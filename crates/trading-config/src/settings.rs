//! Configuration structures.

use serde::{Deserialize, Serialize};
use trading_indicators::GraphSpec;

/// Main application configuration.
#[derive(Debug, Clone, Serialize, Deserialize, Default)]
pub struct AppConfig {
    #[serde(default)]
    pub app: AppSettings,
    #[serde(default)]
    pub logging: LoggingConfig,
    #[serde(default)]
    pub graph: GraphSpec,
}

/// General app settings.
#[derive(Debug, Clone, Serialize, Deserialize)]
pub struct AppSettings {
    pub name: String,
    pub environment: String,
}

impl Default for AppSettings {
    fn default() -> Self {
        Self {
            name: "indicator-engine".to_string(),
            environment: "development".to_string(),
        }
    }
}

/// Logging configuration.
#[derive(Debug, Clone, Serialize, Deserialize)]
pub struct LoggingConfig {
    pub level: String,
    /// `pretty` or `json`
    pub format: String,
    /// Daily-rolling log file, in addition to stdout
    pub file: Option<String>,
}

impl LoggingConfig {
    pub fn is_json(&self) -> bool {
        self.format.eq_ignore_ascii_case("json")
    }
}

impl Default for LoggingConfig {
    fn default() -> Self {
        Self {
            level: "info".to_string(),
            format: "pretty".to_string(),
            file: None,
        }
    }
}
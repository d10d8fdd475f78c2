//! Push-based dataflow graph of streaming values.
//!
//! Nodes live in an arena and refer to each other through [`NodeId`]
//! handles. A node is either a *source* (fed from outside through
//! [`Graph::emit`]) or a *derived* node driven by a [`StreamingIndicator`].
//!
//! Emission is synchronous and depth-first: `emit` sets the node's value,
//! then notifies each subscriber in registration order, and a derived
//! subscriber that produces an output re-emits before the next sibling is
//! notified. `emit` returns only once the whole downstream fan-out has run.
//! Nothing is batched or deduplicated, so a node reached through two paths
//! (a diamond) recomputes once per path.
//!
//! The topology is meant to be wired before steady-state emission. Binding
//! is refused if it would close a cycle. The graph does no locking of its
//! own; hosts feeding it from several threads must serialize calls, e.g. by
//! owning it from a single task.

use std::collections::{HashMap, VecDeque};
use std::fmt;
use std::ops::Index;

use tracing::{debug, trace, warn};
use trading_core::error::{GraphError, IndicatorError, NodeFailure};
use trading_core::traits::StreamingIndicator;
use trading_core::types::{ensure_finite, NodeId};

/// Terminal consumer of a node's emissions.
pub type SinkFn = Box<dyn FnMut(NodeId, f64) + Send>;

/// Entry in a node's ordered subscriber list.
#[derive(Debug, Clone, Copy, PartialEq, Eq)]
pub enum Subscriber {
    /// Input `port` of a derived node.
    Node { id: NodeId, port: usize },
    /// A registered sink closure.
    Sink(usize),
}

struct Node {
    name: String,
    /// `None` for sources.
    indicator: Option<Box<dyn StreamingIndicator>>,
    /// Upstream bound to each input port (bookkeeping only).
    inputs: Vec<Option<NodeId>>,
    subscribers: Vec<Subscriber>,
    value: Option<f64>,
    history: VecDeque<f64>,
    history_len: usize,
    emissions: u64,
}

impl Node {
    fn new(
        name: String,
        indicator: Option<Box<dyn StreamingIndicator>>,
        history_len: usize,
    ) -> Self {
        let arity = indicator.as_ref().map_or(0, |i| i.arity());
        Self {
            name,
            indicator,
            inputs: vec![None; arity],
            subscribers: Vec::new(),
            value: None,
            history: VecDeque::with_capacity(history_len),
            history_len,
            emissions: 0,
        }
    }

    fn record(&mut self, value: f64) {
        self.value = Some(value);
        if self.history.len() == self.history_len {
            self.history.pop_front();
        }
        self.history.push_back(value);
        self.emissions += 1;
    }
}

/// Arena-backed indicator graph.
pub struct Graph {
    nodes: Vec<Node>,
    names: HashMap<String, NodeId>,
    sinks: Vec<SinkFn>,
    history_len: usize,
}

impl Graph {
    /// Create an empty graph keeping only the current value per node.
    pub fn new() -> Self {
        Self::with_history(1)
    }

    /// Create an empty graph where each node remembers its last `len` outputs.
    pub fn with_history(len: usize) -> Self {
        Self {
            nodes: Vec::new(),
            names: HashMap::new(),
            sinks: Vec::new(),
            history_len: len.max(1),
        }
    }

    /// Add a source node fed through [`emit`](Self::emit).
    pub fn add_source(&mut self, name: impl Into<String>) -> Result<NodeId, GraphError> {
        self.insert(name.into(), None)
    }

    /// Add a derived node computed by `indicator`.
    pub fn add_node<I>(
        &mut self,
        name: impl Into<String>,
        indicator: I,
    ) -> Result<NodeId, GraphError>
    where
        I: StreamingIndicator + 'static,
    {
        self.add_boxed(name, Box::new(indicator))
    }

    /// Add a derived node from an already boxed indicator.
    pub fn add_boxed(
        &mut self,
        name: impl Into<String>,
        indicator: Box<dyn StreamingIndicator>,
    ) -> Result<NodeId, GraphError> {
        self.insert(name.into(), Some(indicator))
    }

    fn insert(
        &mut self,
        name: String,
        indicator: Option<Box<dyn StreamingIndicator>>,
    ) -> Result<NodeId, GraphError> {
        if self.names.contains_key(&name) {
            return Err(GraphError::DuplicateName(name));
        }
        let id = NodeId::new(self.nodes.len());
        debug!(
            node = %name,
            %id,
            kind = indicator.as_ref().map_or("source", |i| i.name()),
            "Adding node"
        );
        self.names.insert(name.clone(), id);
        self.nodes.push(Node::new(name, indicator, self.history_len));
        Ok(id)
    }

    /// Change how many past outputs `id` retains.
    pub fn set_history(&mut self, id: NodeId, len: usize) -> Result<(), GraphError> {
        let node = self.node_mut(id)?;
        node.history_len = len.max(1);
        while node.history.len() > node.history_len {
            node.history.pop_front();
        }
        Ok(())
    }

    /// Look up a node by name.
    pub fn node_id(&self, name: &str) -> Result<NodeId, GraphError> {
        self.names
            .get(name)
            .copied()
            .ok_or_else(|| GraphError::UnknownName(name.to_string()))
    }

    fn node(&self, id: NodeId) -> Result<&Node, GraphError> {
        self.nodes.get(id.index()).ok_or(GraphError::UnknownNode(id))
    }

    fn node_mut(&mut self, id: NodeId) -> Result<&mut Node, GraphError> {
        self.nodes.get_mut(id.index()).ok_or(GraphError::UnknownNode(id))
    }

    /// Register `subscriber` to receive future emissions of `upstream`.
    ///
    /// Registration order defines notification order.
    pub fn subscribe(
        &mut self,
        upstream: NodeId,
        subscriber: Subscriber,
    ) -> Result<(), GraphError> {
        self.node(upstream)?;

        match subscriber {
            Subscriber::Sink(index) => {
                if index >= self.sinks.len() {
                    return Err(GraphError::UnknownNode(upstream));
                }
            }
            Subscriber::Node { id, port } => {
                let downstream = self.node(id)?;
                if downstream.indicator.is_none() {
                    return Err(GraphError::NotDerived(downstream.name.clone()));
                }
                match downstream.inputs.get(port) {
                    None => {
                        return Err(GraphError::PortOutOfRange {
                            node: downstream.name.clone(),
                            port,
                            arity: downstream.inputs.len(),
                        })
                    }
                    Some(Some(_)) => {
                        return Err(GraphError::PortAlreadyBound {
                            node: downstream.name.clone(),
                            port,
                        })
                    }
                    Some(None) => {}
                }
                if self.reaches(id, upstream) {
                    return Err(GraphError::Cycle {
                        upstream: self.nodes[upstream.index()].name.clone(),
                        downstream: downstream.name.clone(),
                    });
                }
                self.nodes[id.index()].inputs[port] = Some(upstream);
            }
        }

        debug!(
            upstream = %self.nodes[upstream.index()].name,
            ?subscriber,
            "Subscribing"
        );
        self.nodes[upstream.index()].subscribers.push(subscriber);
        Ok(())
    }

    /// Whether emissions of `from` can reach `to`.
    fn reaches(&self, from: NodeId, to: NodeId) -> bool {
        let mut stack = vec![from];
        let mut seen = vec![false; self.nodes.len()];
        while let Some(id) = stack.pop() {
            if id == to {
                return true;
            }
            if std::mem::replace(&mut seen[id.index()], true) {
                continue;
            }
            for subscriber in &self.nodes[id.index()].subscribers {
                if let Subscriber::Node { id: next, .. } = subscriber {
                    stack.push(*next);
                }
            }
        }
        false
    }

    /// Bind `downstream`'s next free input port to `upstream`.
    ///
    /// # Returns
    /// The port that was bound.
    pub fn bind(&mut self, upstream: NodeId, downstream: NodeId) -> Result<usize, GraphError> {
        let node = self.node(downstream)?;
        if node.indicator.is_none() {
            return Err(GraphError::NotDerived(node.name.clone()));
        }
        let port = node
            .inputs
            .iter()
            .position(Option::is_none)
            .ok_or_else(|| GraphError::PortOutOfRange {
                node: node.name.clone(),
                port: node.inputs.len(),
                arity: node.inputs.len(),
            })?;
        self.bind_port(upstream, downstream, port)?;
        Ok(port)
    }

    /// Bind a specific input port of `downstream` to `upstream`.
    pub fn bind_port(
        &mut self,
        upstream: NodeId,
        downstream: NodeId,
        port: usize,
    ) -> Result<(), GraphError> {
        self.subscribe(upstream, Subscriber::Node { id: downstream, port })
    }

    /// Register a terminal consumer of `upstream`'s emissions.
    pub fn sink<F>(&mut self, upstream: NodeId, sink: F) -> Result<(), GraphError>
    where
        F: FnMut(NodeId, f64) + Send + 'static,
    {
        self.node(upstream)?;
        self.sinks.push(Box::new(sink));
        self.subscribe(upstream, Subscriber::Sink(self.sinks.len() - 1))
    }

    /// Push a new value into `id` and propagate it through the graph.
    ///
    /// Non-finite values are rejected before anything is touched. A derived
    /// node whose recompute fails does not emit for this sample, but the
    /// rest of the pass still runs; every such failure is reported in
    /// [`GraphError::Propagation`] once the pass is complete.
    pub fn emit(&mut self, id: NodeId, value: f64) -> Result<(), GraphError> {
        self.node(id)?;
        let value = ensure_finite(value)?;

        let mut failures = Vec::new();
        self.publish(id, value, &mut failures);

        if failures.is_empty() {
            Ok(())
        } else {
            Err(GraphError::Propagation { failures })
        }
    }

    fn publish(&mut self, id: NodeId, value: f64, failures: &mut Vec<NodeFailure>) {
        let node = &mut self.nodes[id.index()];
        node.record(value);
        trace!(node = %node.name, value, "Emit");

        // Topology is fixed while a pass runs, so indexing stays valid.
        for i in 0..self.nodes[id.index()].subscribers.len() {
            let subscriber = self.nodes[id.index()].subscribers[i];
            match subscriber {
                Subscriber::Sink(sink) => {
                    let sink = &mut self.sinks[sink];
                    sink(id, value)
                }
                Subscriber::Node { id: child, port } => {
                    self.recompute(child, port, value, failures)
                }
            }
        }
    }

    fn recompute(&mut self, id: NodeId, port: usize, value: f64, failures: &mut Vec<NodeFailure>) {
        let node = &mut self.nodes[id.index()];
        let Some(indicator) = node.indicator.as_mut() else {
            return;
        };

        let result = indicator
            .update(port, value)
            .and_then(|output| output.map(ensure_finite).transpose());

        match result {
            Ok(Some(output)) => self.publish(id, output, failures),
            Ok(None) => trace!(node = %node.name, "Warming up"),
            Err(error) => {
                warn!(node = %node.name, %error, "Recompute failed, halting downstream emission");
                failures.push(NodeFailure {
                    node: id,
                    name: node.name.clone(),
                    error,
                });
            }
        }
    }

    /// Last emitted value, `None` before the first emission.
    pub fn value(&self, id: NodeId) -> Option<f64> {
        self.nodes.get(id.index()).and_then(|n| n.value)
    }

    /// Last emitted value, or `UninitializedValue` before the first emission.
    pub fn current_value(&self, id: NodeId) -> Result<f64, GraphError> {
        let node = self.node(id)?;
        node.value.ok_or_else(|| {
            IndicatorError::UninitializedValue {
                node: node.name.clone(),
            }
            .into()
        })
    }

    /// Output emitted `back` emissions ago (0 = current), within the
    /// node's retained history.
    pub fn last(&self, id: NodeId, back: usize) -> Option<f64> {
        let history = &self.nodes.get(id.index())?.history;
        history.len().checked_sub(back + 1).and_then(|i| history.get(i).copied())
    }

    /// Number of values `id` has emitted.
    pub fn emissions(&self, id: NodeId) -> u64 {
        self.nodes.get(id.index()).map_or(0, |n| n.emissions)
    }

    pub fn name(&self, id: NodeId) -> Option<&str> {
        self.nodes.get(id.index()).map(|n| n.name.as_str())
    }

    /// Indicator driving a derived node.
    pub fn indicator(&self, id: NodeId) -> Option<&dyn StreamingIndicator> {
        self.nodes.get(id.index())?.indicator.as_deref()
    }

    /// Subscribers of `id` in notification order.
    pub fn subscribers(&self, id: NodeId) -> &[Subscriber] {
        self.nodes
            .get(id.index())
            .map(|n| n.subscribers.as_slice())
            .unwrap_or_default()
    }

    /// Upstreams bound to `id`, by port. Unbound ports are `None`.
    pub fn upstreams(&self, id: NodeId) -> &[Option<NodeId>] {
        self.nodes
            .get(id.index())
            .map(|n| n.inputs.as_slice())
            .unwrap_or_default()
    }

    /// All node handles in insertion order.
    pub fn ids(&self) -> impl Iterator<Item = NodeId> {
        (0..self.nodes.len()).map(NodeId::new)
    }

    /// Nodes no other node subscribes to.
    pub fn terminals(&self) -> Vec<NodeId> {
        self.ids()
            .filter(|&id| {
                !self.nodes[id.index()]
                    .subscribers
                    .iter()
                    .any(|s| matches!(s, Subscriber::Node { .. }))
            })
            .collect()
    }

    pub fn len(&self) -> usize {
        self.nodes.len()
    }

    pub fn is_empty(&self) -> bool {
        self.nodes.is_empty()
    }

    /// Clear values, history, counters and indicator state; keep the wiring.
    pub fn reset(&mut self) {
        for node in &mut self.nodes {
            node.value = None;
            node.history.clear();
            node.emissions = 0;
            if let Some(indicator) = node.indicator.as_mut() {
                indicator.reset();
            }
        }
    }
}

impl Default for Graph {
    fn default() -> Self {
        Self::new()
    }
}

impl fmt::Debug for Graph {
    fn fmt(&self, f: &mut fmt::Formatter<'_>) -> fmt::Result {
        f.debug_struct("Graph")
            .field("nodes", &self.nodes.iter().map(|n| &n.name).collect::<Vec<_>>())
            .field("sinks", &self.sinks.len())
            .finish()
    }
}

/// Reads a node's value, panicking if it has never emitted.
impl Index<NodeId> for Graph {
    type Output = f64;

    fn index(&self, id: NodeId) -> &f64 {
        match self.nodes.get(id.index()) {
            Some(Node {
                value: Some(value), ..
            }) => value,
            Some(node) => panic!("node '{}' read before its first emission", node.name),
            None => panic!("unknown node {}", id),
        }
    }
}
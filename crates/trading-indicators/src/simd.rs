//! SIMD-accelerated reductions.
//!
//! Used when a window re-derives its aggregates from the raw ring contents.
//! These use the `wide` crate for portable 4-lane `f64` operations.

use wide::f64x4;

/// SIMD sum of a slice.
pub fn sum_simd(data: &[f64]) -> f64 {
    let chunks = data.len() / 4;
    let mut simd_sum = f64x4::splat(0.0);

    for i in 0..chunks {
        let idx = i * 4;
        let values = f64x4::new([data[idx], data[idx + 1], data[idx + 2], data[idx + 3]]);
        simd_sum += values;
    }

    let mut sum = simd_sum.reduce_add();
    for &value in &data[chunks * 4..] {
        sum += value;
    }

    sum
}

/// First and second moments of `data` around `shift`: `(Σ(x-k), Σ(x-k)²)`.
pub fn shifted_moments_simd(data: &[f64], shift: f64) -> (f64, f64) {
    let chunks = data.len() / 4;
    let shift_vec = f64x4::splat(shift);
    let mut simd_s1 = f64x4::splat(0.0);
    let mut simd_s2 = f64x4::splat(0.0);

    for i in 0..chunks {
        let idx = i * 4;
        let values = f64x4::new([data[idx], data[idx + 1], data[idx + 2], data[idx + 3]]);
        let diff = values - shift_vec;
        simd_s1 += diff;
        simd_s2 += diff * diff;
    }

    let mut s1 = simd_s1.reduce_add();
    let mut s2 = simd_s2.reduce_add();
    for &value in &data[chunks * 4..] {
        let diff = value - shift;
        s1 += diff;
        s2 += diff * diff;
    }

    (s1, s2)
}

#[cfg(test)]
mod tests {
    use super::*;

    #[test]
    fn test_sum_simd() {
        let data = vec![1.0, 2.0, 3.0, 4.0, 5.0, 6.0, 7.0];
        assert!((sum_simd(&data) - 28.0).abs() < 1e-12);
    }

    #[test]
    fn test_shifted_moments() {
        // [2, 4, 6] around 4: diffs -2, 0, 2
        let (s1, s2) = shifted_moments_simd(&[2.0, 4.0, 6.0], 4.0);
        assert!(s1.abs() < 1e-12);
        assert!((s2 - 8.0).abs() < 1e-12);

        // Crosses a full SIMD chunk plus remainder
        let data: Vec<f64> = (1..=9).map(|i| i as f64).collect();
        let (s1, s2) = shifted_moments_simd(&data, 0.0);
        assert!((s1 - 45.0).abs() < 1e-12);
        assert!((s2 - 285.0).abs() < 1e-12);
    }

    #[test]
    fn test_empty_data() {
        assert_eq!(sum_simd(&[]), 0.0);
        assert_eq!(shifted_moments_simd(&[], 1.0), (0.0, 0.0));
    }
}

# Action item:
Check each line above for the word "handles" and copy the ones that have it.

# Exercise response:
//! handles. A node is either a *source* (fed from outside through
    /// All node handles in insertion order.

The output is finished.